Community health centers get about half of their funding from federal grants and Medicaid, according to a recent article by Curry in the Boston Globe . These centers provide primary care services to underserved areas and are, in effect, making access to health care more equitable. Under a brief federal funding freeze last month, for instance, health care providers couldn’t get reimbursements from Medicaid .

Trump’s executive order banning DEI programs has put the word “equity” under scrutiny. But simply removing these words from websites or grant applications may not save community health centers from being a target, Curry said, because the work itself will continue.

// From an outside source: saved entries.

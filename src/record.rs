//! Record reflection (C3): the views extracted from a declared record type
//! and a live instance, built against a static [`RecordDescriptor`] rather
//! than by scanning runtime attributes (see the SPEC_FULL §9 design note).

use crate::field::{Field, FieldKind};
use crate::value::{RecordSection, Value};

/// The static, once-built description of a record type's fields, in
/// declaration order. Implementors build one of these (typically behind a
/// `once_cell::sync::Lazy` or a `fn descriptor() -> &'static RecordDescriptor`)
/// and return it from [`Record::descriptor`].
#[derive(Debug, Clone)]
pub struct RecordDescriptor {
    fields: Vec<Field>,
}

/// Builds a [`RecordDescriptor`], validating the invariants of §3 at
/// `build()` time: at least one primary field (I1), and unique field names
/// (I2). Violating either is a programming error in the record type's
/// declaration, so `build()` panics rather than returning a `Result`.
#[derive(Debug, Default)]
pub struct RecordDescriptorBuilder {
    fields: Vec<Field>,
}

impl RecordDescriptorBuilder {
    pub fn new() -> Self {
        Self::default()
    }

    pub fn primary(mut self, field: Field) -> Self {
        assert!(matches!(field.kind, FieldKind::Primary), "expected a primary field");
        self.fields.push(field);
        self
    }

    pub fn field(mut self, field: Field) -> Self {
        self.fields.push(field);
        self
    }

    pub fn build(self) -> RecordDescriptor {
        assert!(
            self.fields.iter().any(Field::is_primary),
            "record descriptor must declare at least one primary field (I1)"
        );
        let mut seen = std::collections::HashSet::new();
        for field in &self.fields {
            assert!(
                seen.insert(field.name.as_str()),
                "duplicate field name '{}' in record descriptor (I2)",
                field.name
            );
        }
        RecordDescriptor { fields: self.fields }
    }
}

impl RecordDescriptor {
    pub fn builder() -> RecordDescriptorBuilder {
        RecordDescriptorBuilder::new()
    }

    /// Ordered field list (§4.2.1), used to form DDL column lists.
    pub fn fields(&self) -> &[Field] {
        &self.fields
    }

    /// Primary-field subset, in declaration order (§4.2.2).
    pub fn primary_fields(&self) -> impl Iterator<Item = &Field> {
        self.fields.iter().filter(|f| f.is_primary())
    }

    /// Foreign-field subset (§4.2.3).
    pub fn foreign_fields(&self) -> impl Iterator<Item = &Field> {
        self.fields.iter().filter(|f| f.foreign_ref().is_some())
    }

    /// Plain (non-primary, non-foreign) fields.
    pub fn plain_fields(&self) -> impl Iterator<Item = &Field> {
        self.fields
            .iter()
            .filter(|f| matches!(f.kind, FieldKind::Plain))
    }

    pub fn field_named(&self, name: &str) -> Option<&Field> {
        self.fields.iter().find(|f| f.name == name)
    }
}

/// A user-declared record type. Conversion to/from a [`RecordSection`] is
/// the sole mechanism the library uses to read and write record state.
pub trait Record: Sized {
    fn descriptor() -> &'static RecordDescriptor;

    /// Materializes this record's current field values into a section.
    fn to_section(&self) -> RecordSection;

    /// Mutates `self` in place from a section built from row/document
    /// values, filling in everything beyond the primary fields the
    /// record-factory already initialized.
    fn convert(&mut self, section: &RecordSection);

    /// Field-value map (§4.2.4): materializes to a section, then looks up
    /// each declared field's value within it, preserving declaration order.
    fn field_values(&self) -> Vec<(String, Value)> {
        let section = self.to_section();
        Self::descriptor()
            .fields()
            .iter()
            .filter_map(|f| section.get(&f.name).map(|v| (f.name.clone(), v.clone())))
            .collect()
    }

    /// The primary-field pool for this record instance (§3).
    fn primary_pool(&self) -> PrimaryPool {
        let section = self.to_section();
        let pairs = Self::descriptor()
            .primary_fields()
            .filter_map(|f| section.get(&f.name).map(|v| (f.name.clone(), v.clone())))
            .collect();
        PrimaryPool(pairs)
    }
}

/// An unordered set of `(field, value)` pairs identifying a record by its
/// primary fields without requiring a full instance (§3).
#[derive(Debug, Clone, Default, PartialEq)]
pub struct PrimaryPool(Vec<(String, Value)>);

impl PrimaryPool {
    pub fn new() -> Self {
        Self::default()
    }

    pub fn insert(&mut self, field: impl Into<String>, value: Value) {
        self.0.push((field.into(), value));
    }

    pub fn get(&self, field: &str) -> Option<&Value> {
        self.0.iter().find(|(name, _)| name == field).map(|(_, v)| v)
    }

    pub fn iter(&self) -> impl Iterator<Item = &(String, Value)> {
        self.0.iter()
    }

    pub fn is_empty(&self) -> bool {
        self.0.is_empty()
    }
}

#[cfg(test)]
mod tests {
    use super::*;
    use crate::types::DataType;

    fn sample_descriptor() -> RecordDescriptor {
        RecordDescriptor::builder()
            .primary(Field::primary("id", DataType::String))
            .field(Field::plain("name", DataType::String))
            .field(Field::plain("active", DataType::Boolean))
            .build()
    }

    #[test]
    fn field_views_partition_correctly() {
        let d = sample_descriptor();
        assert_eq!(d.primary_fields().count(), 1);
        assert_eq!(d.plain_fields().count(), 2);
        assert_eq!(d.foreign_fields().count(), 0);
        assert_eq!(d.fields().len(), 3);
    }

    #[test]
    #[should_panic(expected = "at least one primary field")]
    fn build_panics_without_primary() {
        RecordDescriptor::builder()
            .field(Field::plain("name", DataType::String))
            .build();
    }

    #[test]
    #[should_panic(expected = "duplicate field name")]
    fn build_panics_on_duplicate_name() {
        RecordDescriptor::builder()
            .primary(Field::primary("id", DataType::String))
            .field(Field::plain("id", DataType::String))
            .build();
    }

    #[test]
    fn primary_pool_lookup() {
        let mut pool = PrimaryPool::new();
        pool.insert("id", Value::String("k1".into()));
        assert_eq!(pool.get("id"), Some(&Value::String("k1".into())));
        assert_eq!(pool.get("missing"), None);
    }
}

“Like, wait a minute: Do we stop doing health equity work, and stroke programs for Black men who die at higher rates of stroke? Do we not do trans health care?” Curry said.

He encouraged people to “hold firm” and advocate in Washington, D.C., for community health centers, to argue that they save lives and money in the long run.

Curry encouraged organizations to not “over-retreat” by going back on their missions while several of these executive orders are tied up by lawsuits.

“Let’s see where it falls in the courts,” he said.